Lava, a decentralized lending market platform, has announced its launch on March 7.
Lava’s infrastructure will enable automated market makers (AMMs) liquidity positions to mitigate impermanent loss and optimize liquidity across multiple blockchain networks, according to a March 7 press release shared with Cointelegraph.
Impermanent loss is an issue for all liquidity providers in decentralized exchanges, according to John Lo, managing partner of digital assets at Recharge Capital. He told Cointelegraph:
“This is not only a major pain point for users, but also an issue that has caused a regression toward traditional architecture and one that prevents efficient markets on-chain.”
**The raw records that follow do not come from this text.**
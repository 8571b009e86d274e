// crates/partition-hub-client/src/client.rs
// ============================================================================
// Module: Remote Tool Client
// Description: Authenticated HTTP tool invocation with bounded and streamed bodies.
// Purpose: Turn one partition call into one ToolResult or a classified failure.
// Dependencies: partition-hub-core, reqwest, tokio
// ============================================================================

//! ## Overview
//! One call is: refuse unusable credentials, POST the request with the
//! credential's headers, then read either a bounded JSON document or an
//! event stream. The whole call runs under one `tokio` deadline; when it
//! fires the in-flight future is dropped together with any partial buffer.
//! The client never retries.
//!
//! Security posture: partition responses are untrusted; every read is bounded
//! and access material never leaves the request headers.

// ============================================================================
// SECTION: Imports
// ============================================================================

use std::fmt;
use std::sync::Arc;
use std::time::Duration;

use async_trait::async_trait;
use partition_hub_config::ClientConfig;
use partition_hub_core::AuditSink;
use partition_hub_core::Clock;
use partition_hub_core::HubAuditEvent;
use partition_hub_core::HubAuditEventParams;
use partition_hub_core::InvokeError;
use partition_hub_core::NoopAuditSink;
use partition_hub_core::Partition;
use partition_hub_core::PartitionId;
use partition_hub_core::PartitionResponse;
use partition_hub_core::ScopedCredential;
use partition_hub_core::SystemClock;
use partition_hub_core::ToolInvoker;
use partition_hub_core::ToolRequest;
use partition_hub_core::ToolResult;
use partition_hub_core::audit::EVENT_STREAM_FRAME_SKIPPED;
use reqwest::Client;
use reqwest::Response;
use reqwest::header::ACCEPT;
use reqwest::header::AUTHORIZATION;
use reqwest::header::CONTENT_TYPE;
use reqwest::header::HeaderMap;
use reqwest::header::HeaderValue;
use reqwest::redirect::Policy;
use serde_json::Value;
use thiserror::Error;

use crate::stream::FrameDecoder;
use crate::stream::StreamAssembler;

// ============================================================================
// SECTION: Constants
// ============================================================================

/// Header carrying the access key id of the scoped credential.
pub const ACCESS_KEY_HEADER: &str = "x-partition-access-key-id";
/// Header carrying the target partition id.
pub const PARTITION_HEADER: &str = "x-partition-id";
/// Maximum bytes of a rejected response body kept for diagnostics.
pub const MAX_ERROR_BODY_BYTES: usize = 4 * 1024;
/// Content type announcing an event stream.
const EVENT_STREAM_CONTENT_TYPE: &str = "text/event-stream";

// ============================================================================
// SECTION: Settings
// ============================================================================

/// Remote client limits and transport options.
#[derive(Debug, Clone, PartialEq, Eq)]
pub struct ClientSettings {
    /// Connect timeout.
    pub connect_timeout: Duration,
    /// Maximum bytes read from one response.
    pub max_response_bytes: usize,
    /// Maximum length of one stream line.
    pub max_frame_bytes: usize,
    /// Allow plain HTTP endpoints.
    pub allow_http: bool,
    /// User agent header.
    pub user_agent: String,
}

impl From<&ClientConfig> for ClientSettings {
    fn from(config: &ClientConfig) -> Self {
        Self {
            connect_timeout: config.connect_timeout(),
            max_response_bytes: config.max_response_bytes,
            max_frame_bytes: config.max_frame_bytes,
            allow_http: config.allow_http,
            user_agent: config.user_agent.clone(),
        }
    }
}

impl Default for ClientSettings {
    fn default() -> Self {
        Self::from(&ClientConfig::default())
    }
}

/// Client construction failures.
#[derive(Debug, Error)]
pub enum ClientBuildError {
    /// The HTTP client could not be built.
    #[error("remote client build error: {0}")]
    Build(String),
}

// ============================================================================
// SECTION: Client
// ============================================================================

/// HTTP tool invoker for partition endpoints.
pub struct RemoteToolClient {
    /// Shared HTTP client.
    client: Client,
    /// Limits.
    settings: ClientSettings,
    /// Time source for credential checks.
    clock: Arc<dyn Clock>,
    /// Audit sink for skipped frames.
    audit: Arc<dyn AuditSink>,
}

impl fmt::Debug for RemoteToolClient {
    fn fmt(&self, f: &mut fmt::Formatter<'_>) -> fmt::Result {
        f.debug_struct("RemoteToolClient").field("settings", &self.settings).finish_non_exhaustive()
    }
}

impl RemoteToolClient {
    /// Builds a client.
    ///
    /// # Errors
    ///
    /// Returns [`ClientBuildError`] when the HTTP client cannot be constructed.
    pub fn new(settings: ClientSettings) -> Result<Self, ClientBuildError> {
        let client = Client::builder()
            .connect_timeout(settings.connect_timeout)
            .redirect(Policy::none())
            .https_only(!settings.allow_http)
            .user_agent(settings.user_agent.clone())
            .build()
            .map_err(|err| ClientBuildError::Build(err.to_string()))?;
        Ok(Self {
            client,
            settings,
            clock: Arc::new(SystemClock),
            audit: Arc::new(NoopAuditSink),
        })
    }

    /// Replaces the time source.
    #[must_use]
    pub fn with_clock(mut self, clock: Arc<dyn Clock>) -> Self {
        self.clock = clock;
        self
    }

    /// Replaces the audit sink.
    #[must_use]
    pub fn with_audit(mut self, audit: Arc<dyn AuditSink>) -> Self {
        self.audit = audit;
        self
    }

    /// Refuses credentials that are expired or scoped to another partition.
    fn check_credential(
        &self,
        partition: &Partition,
        credential: &ScopedCredential,
    ) -> Result<(), InvokeError> {
        if credential.partition_id != partition.id {
            return Err(InvokeError::CredentialDenied(format!(
                "credential is scoped to {}, not {}",
                credential.partition_id, partition.id
            )));
        }
        if credential.is_expired_at(self.clock.now()) {
            return Err(InvokeError::CredentialDenied(format!(
                "credential for {} expired at {}",
                partition.id,
                credential.expires_at.as_unix_millis()
            )));
        }
        Ok(())
    }

    /// Runs the call. The caller enforces `timeout`; transport timeouts
    /// surfacing from reqwest are reported against the same budget.
    async fn call(
        &self,
        partition: &Partition,
        credential: &ScopedCredential,
        request: &ToolRequest,
        timeout: Duration,
    ) -> Result<ToolResult, InvokeError> {
        let payload = serde_json::to_vec(request).map_err(|err| {
            InvokeError::MalformedResponse(format!("request serialization failed: {err}"))
        })?;
        let response = self
            .client
            .post(&partition.endpoint)
            .headers(request_headers(partition, credential)?)
            .body(payload)
            .send()
            .await
            .map_err(|err| map_send_error(&err, timeout))?;
        let status = response.status();
        if !status.is_success() {
            let body = read_error_body(response).await;
            return Err(InvokeError::RemoteRejected {
                status: status.as_u16(),
                body,
            });
        }
        if is_event_stream(&response) {
            self.read_stream(partition, response, timeout).await
        } else {
            let limit = self.settings.max_response_bytes;
            let body = read_response_body_with_limit(response, limit, timeout).await?;
            if body.is_empty() {
                return Err(InvokeError::EmptyResponse);
            }
            let value: Value = serde_json::from_slice(&body).map_err(|err| {
                InvokeError::MalformedResponse(format!("response is not json: {err}"))
            })?;
            Ok(interpret_payload(partition.id.clone(), value))
        }
    }

    /// Consumes an event stream into one result.
    async fn read_stream(
        &self,
        partition: &Partition,
        mut response: Response,
        timeout: Duration,
    ) -> Result<ToolResult, InvokeError> {
        let mut decoder = FrameDecoder::new(self.settings.max_frame_bytes);
        let mut assembler = StreamAssembler::new();
        let mut received: usize = 0;
        loop {
            let chunk = match response.chunk().await {
                Ok(Some(chunk)) => chunk,
                Ok(None) => break,
                Err(err) if err.is_timeout() => {
                    return Err(InvokeError::Timeout(duration_millis(timeout)));
                }
                Err(err) => {
                    self.record_skip(&partition.id, format!("stream read failed: {err}"));
                    break;
                }
            };
            received = received.saturating_add(chunk.len());
            if received > self.settings.max_response_bytes {
                self.record_skip(&partition.id, "stream exceeds size limit".to_string());
                break;
            }
            for frame in decoder.push(&chunk) {
                if let Some(reason) = assembler.apply(frame) {
                    self.record_skip(&partition.id, reason);
                }
            }
            if assembler.is_complete() {
                break;
            }
        }
        if !assembler.is_complete() {
            for frame in decoder.finish() {
                if let Some(reason) = assembler.apply(frame) {
                    self.record_skip(&partition.id, reason);
                }
            }
        }
        if received == 0 {
            return Err(InvokeError::EmptyResponse);
        }
        let outcome = assembler.finish();
        let value = serde_json::from_str::<Value>(&outcome.text)
            .unwrap_or_else(|_| Value::String(outcome.text.clone()));
        let mut result = interpret_payload(partition.id.clone(), value);
        result.incomplete_stream = !outcome.complete;
        Ok(result)
    }

    /// Records a skipped stream frame.
    fn record_skip(&self, partition_id: &PartitionId, reason: String) {
        self.audit.record(&HubAuditEvent::new(
            EVENT_STREAM_FRAME_SKIPPED,
            HubAuditEventParams {
                partition_id: Some(partition_id.clone()),
                detail: Some(reason),
                ..HubAuditEventParams::default()
            },
        ));
    }
}

#[async_trait]
impl ToolInvoker for RemoteToolClient {
    async fn invoke(
        &self,
        partition: &Partition,
        credential: &ScopedCredential,
        request: &ToolRequest,
        timeout: Duration,
    ) -> Result<ToolResult, InvokeError> {
        self.check_credential(partition, credential)?;
        tokio::time::timeout(timeout, self.call(partition, credential, request, timeout))
            .await
            .map_err(|_| InvokeError::Timeout(duration_millis(timeout)))?
    }
}

// ============================================================================
// SECTION: Helpers
// ============================================================================

/// Builds request headers from the scoped credential.
fn request_headers(
    partition: &Partition,
    credential: &ScopedCredential,
) -> Result<HeaderMap, InvokeError> {
    let invalid = |what: &str| InvokeError::CredentialDenied(format!("{what} is not a valid header"));
    let mut headers = HeaderMap::new();
    headers.insert(CONTENT_TYPE, HeaderValue::from_static("application/json"));
    headers.insert(ACCEPT, HeaderValue::from_static("application/json, text/event-stream"));
    let bearer = format!("Bearer {}", credential.material.session_token);
    let mut bearer = HeaderValue::from_str(&bearer).map_err(|_| invalid("session token"))?;
    bearer.set_sensitive(true);
    headers.insert(AUTHORIZATION, bearer);
    headers.insert(
        ACCESS_KEY_HEADER,
        HeaderValue::from_str(&credential.material.access_key_id)
            .map_err(|_| invalid("access key id"))?,
    );
    headers.insert(
        PARTITION_HEADER,
        HeaderValue::from_str(partition.id.as_str()).map_err(|_| invalid("partition id"))?,
    );
    Ok(headers)
}

/// Maps a send failure to an invoke error.
fn map_send_error(err: &reqwest::Error, timeout: Duration) -> InvokeError {
    if err.is_timeout() {
        InvokeError::Timeout(duration_millis(timeout))
    } else {
        InvokeError::EndpointUnavailable(err.to_string())
    }
}

/// Returns true when the response announces an event stream.
fn is_event_stream(response: &Response) -> bool {
    response
        .headers()
        .get(CONTENT_TYPE)
        .and_then(|value| value.to_str().ok())
        .is_some_and(|value| {
            value.trim().to_ascii_lowercase().starts_with(EVENT_STREAM_CONTENT_TYPE)
        })
}

/// Unwraps a partition envelope or takes the value as the success payload.
fn interpret_payload(partition_id: PartitionId, value: Value) -> ToolResult {
    match PartitionResponse::from_value(&value) {
        Some(envelope) => envelope.into_result(partition_id),
        None => ToolResult::succeeded(partition_id, value),
    }
}

/// Reads a response body while enforcing a hard byte limit.
async fn read_response_body_with_limit(
    mut response: Response,
    limit: usize,
    timeout: Duration,
) -> Result<Vec<u8>, InvokeError> {
    let mut body = Vec::new();
    while let Some(chunk) = response.chunk().await.map_err(|err| map_send_error(&err, timeout))? {
        let next_total = body.len().saturating_add(chunk.len());
        if next_total > limit {
            return Err(InvokeError::MalformedResponse(format!(
                "response exceeds size limit ({next_total} > {limit})"
            )));
        }
        body.extend_from_slice(&chunk);
    }
    Ok(body)
}

/// Reads at most [`MAX_ERROR_BODY_BYTES`] of a rejected response, lossily.
async fn read_error_body(mut response: Response) -> String {
    let mut body = Vec::new();
    while body.len() < MAX_ERROR_BODY_BYTES {
        match response.chunk().await {
            Ok(Some(chunk)) => body.extend_from_slice(&chunk),
            Ok(None) | Err(_) => break,
        }
    }
    body.truncate(MAX_ERROR_BODY_BYTES);
    String::from_utf8_lossy(&body).trim().to_string()
}

/// Converts a duration to whole milliseconds.
fn duration_millis(duration: Duration) -> u64 {
    u64::try_from(duration.as_millis()).unwrap_or(u64::MAX)
}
Impermanent loss, often seen as one of decentralized finance’s (DeFi) greatest weaknesses, happens when the price of a token changes after a user deposits it in a liquidity pool-based automated market maker as part of yield farming — a type of investment in which one lends tokens to earn rewards (not the same as staking). It’s among the main reasons why institutional investors are hesitant to invest in DeFi.
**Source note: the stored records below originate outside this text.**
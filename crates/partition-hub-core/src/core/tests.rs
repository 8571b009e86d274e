// crates/partition-hub-core/src/core/tests.rs
// ============================================================================
// Module: Core Type Unit Tests
// Description: Tests for registry, credential, envelope, and error semantics.
// Purpose: Pin the invariants the orchestrator relies on.
// Dependencies: partition-hub-core
// ============================================================================

//! ## Overview
//! Covers registry uniqueness, hard credential expiry, envelope detection,
//! composite counting, and the retry classification.

// ============================================================================
// SECTION: Lint Configuration
// ============================================================================

#![allow(
    clippy::panic,
    clippy::print_stdout,
    clippy::print_stderr,
    clippy::unwrap_used,
    clippy::expect_used,
    clippy::use_debug,
    clippy::dbg_macro,
    clippy::panic_in_result_fn,
    clippy::unwrap_in_result,
    reason = "Test-only output and panic-based assertions are permitted."
)]

// ============================================================================
// SECTION: Imports
// ============================================================================

use std::collections::BTreeSet;
use std::time::Duration;

use serde_json::json;

use super::*;

// ============================================================================
// SECTION: Helpers
// ============================================================================

fn partition(id: &str) -> Partition {
    Partition {
        id: PartitionId::new(id),
        display_name: id.to_uppercase(),
        trust_boundary: TrustBoundaryId::new("111122223333"),
        endpoint: format!("https://{id}.example.internal/invoke"),
        credential_role: TrustRef::new(format!("arn:aws:iam::111122223333:role/{id}")),
        operations: BTreeSet::new(),
    }
}

fn credential(partition_id: &str, issued: i64, expires: i64) -> ScopedCredential {
    ScopedCredential {
        partition_id: PartitionId::new(partition_id),
        material: AccessMaterial {
            access_key_id: "ASIAEXAMPLE".to_string(),
            secret_access_key: "secret-value".to_string(),
            session_token: "session-value".to_string(),
        },
        issued_at: Timestamp::from_unix_millis(issued),
        expires_at: Timestamp::from_unix_millis(expires),
    }
}

// ============================================================================
// SECTION: Registry
// ============================================================================

#[test]
fn registry_rejects_duplicate_ids() {
    let err = PartitionRegistry::new(vec![partition("a"), partition("b"), partition("a")])
        .unwrap_err();
    assert_eq!(err, RegistryError::DuplicatePartition(PartitionId::new("a")));
}

#[test]
fn registry_preserves_registration_order() {
    let registry =
        PartitionRegistry::new(vec![partition("west"), partition("east"), partition("central")])
            .unwrap();
    let ids: Vec<String> = registry.ids().iter().map(ToString::to_string).collect();
    assert_eq!(ids, vec!["west", "east", "central"]);
    assert!(registry.get(&PartitionId::new("east")).is_some());
    assert!(registry.get(&PartitionId::new("north")).is_none());
}

#[test]
fn partition_without_declared_operations_exposes_everything() {
    let mut entry = partition("a");
    assert!(entry.exposes(&OperationName::new("anything")));
    entry.operations.insert(OperationName::new("query_risk_models"));
    assert!(entry.exposes(&OperationName::new("query_risk_models")));
    assert!(!entry.exposes(&OperationName::new("anything")));
}

// ============================================================================
// SECTION: Credentials
// ============================================================================

#[test]
fn credential_expiry_is_hard() {
    let cred = credential("a", 0, 1_000);
    assert!(!cred.is_expired_at(Timestamp::from_unix_millis(999)));
    assert!(cred.is_expired_at(Timestamp::from_unix_millis(1_000)));
    assert_eq!(cred.remaining_at(Timestamp::from_unix_millis(2_000)), Duration::ZERO);
}

#[test]
fn credential_refresh_margin_is_inclusive() {
    let cred = credential("a", 0, 120_000);
    let margin = Duration::from_secs(60);
    assert!(!cred.needs_refresh_at(Timestamp::from_unix_millis(59_999), margin));
    assert!(cred.needs_refresh_at(Timestamp::from_unix_millis(60_000), margin));
}

#[test]
fn access_material_debug_is_redacted() {
    let rendered = format!("{:?}", credential("a", 0, 1));
    assert!(rendered.contains("ASIAEXAMPLE"));
    assert!(!rendered.contains("secret-value"));
    assert!(!rendered.contains("session-value"));
}

#[test]
fn manual_clock_advances() {
    let clock = ManualClock::new(Timestamp::from_unix_millis(10));
    clock.advance(Duration::from_millis(15));
    assert_eq!(clock.now(), Timestamp::from_unix_millis(25));
}

// ============================================================================
// SECTION: Envelope and Composite
// ============================================================================

#[test]
fn envelope_detection_requires_boolean_success_and_known_keys() {
    assert!(PartitionResponse::from_value(&json!({"success": true, "payload": [1]})).is_some());
    assert!(PartitionResponse::from_value(&json!({"success": "yes"})).is_none());
    assert!(PartitionResponse::from_value(&json!({"success": true, "banks": []})).is_none());
    assert!(PartitionResponse::from_value(&json!([1, 2])).is_none());
}

#[test]
fn failed_envelope_keeps_structured_error() {
    let value = json!({
        "success": false,
        "error": {"kind": "invalid_argument", "message": "bad", "key": "exposure_millions"}
    });
    let result = PartitionResponse::from_value(&value).unwrap().into_result(PartitionId::new("t"));
    assert!(!result.success);
    let error = result.error.unwrap();
    assert_eq!(error.kind, ErrorKind::InvalidArgument);
    assert_eq!(error.key.as_deref(), Some("exposure_millions"));
}

#[test]
fn composite_counts_and_comparison_nulls() {
    let results = vec![
        ToolResult::succeeded(PartitionId::new("a"), json!({"total": 3})),
        ToolResult::failed(PartitionId::new("b"), ToolFailure::new(ErrorKind::Timeout, "slow")),
    ];
    let comparison = ComparisonPayload::from_results("exposure", &results);
    let mut response = CompositeResponse::assemble(results, Some("q".to_string()), 12);
    response.comparison = Some(comparison);
    assert_eq!(response.metadata.architecture, ARCHITECTURE_LABEL);
    assert_eq!(response.metadata.succeeded, 1);
    assert_eq!(response.metadata.failed, 1);
    let value = serde_json::to_value(&response).unwrap();
    assert_eq!(value["comparison"]["by_partition"]["b"], serde_json::Value::Null);
    assert_eq!(value["comparison"]["by_partition"]["a"]["total"], 3);
    assert_eq!(value["results"][1]["error"]["kind"], "timeout");
    assert_eq!(value["results"][0]["incomplete_stream"], false);
}

// ============================================================================
// SECTION: Error Kinds
// ============================================================================

#[test]
fn only_broker_unavailable_and_timeout_are_retryable() {
    let retryable: Vec<ErrorKind> = [
        ErrorKind::PartitionNotFound,
        ErrorKind::CredentialDenied,
        ErrorKind::BrokerUnavailable,
        ErrorKind::RemoteRejected,
        ErrorKind::Timeout,
        ErrorKind::EmptyResponse,
        ErrorKind::InvalidArgument,
        ErrorKind::NoMatchingOperation,
        ErrorKind::EndpointUnavailable,
        ErrorKind::MalformedResponse,
    ]
    .into_iter()
    .filter(|kind| kind.is_retryable())
    .collect();
    assert_eq!(retryable, vec![ErrorKind::BrokerUnavailable, ErrorKind::Timeout]);
}

#[test]
fn remote_rejection_carries_status_and_body() {
    let failure = ToolFailure::from(&InvokeError::RemoteRejected {
        status: 403,
        body: "forbidden".to_string(),
    });
    assert_eq!(failure.kind, ErrorKind::RemoteRejected);
    assert_eq!(failure.status, Some(403));
    assert_eq!(failure.body.as_deref(), Some("forbidden"));
}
According to Lo, the ability to mitigate impermanent loss will open a new paradigm for DeFi protocols.
“[This] opens a new dimension where DeFi can democratize market making as opposed to regressing back toward traditional finance architecture as well as allow market making and capital efficiency to compete against centralized venues. Alternative market makers already provide various benefits over traditional architecture, and Lava completes, if not unifies these benefits,” Lo said.
Backed by Recharge Capital, Lava’s new platform aims to empower liquidity providers and create greater crypto market depth, which refers to the market liquidity of a crypto asset or security based on the number of standing buy and sell orders.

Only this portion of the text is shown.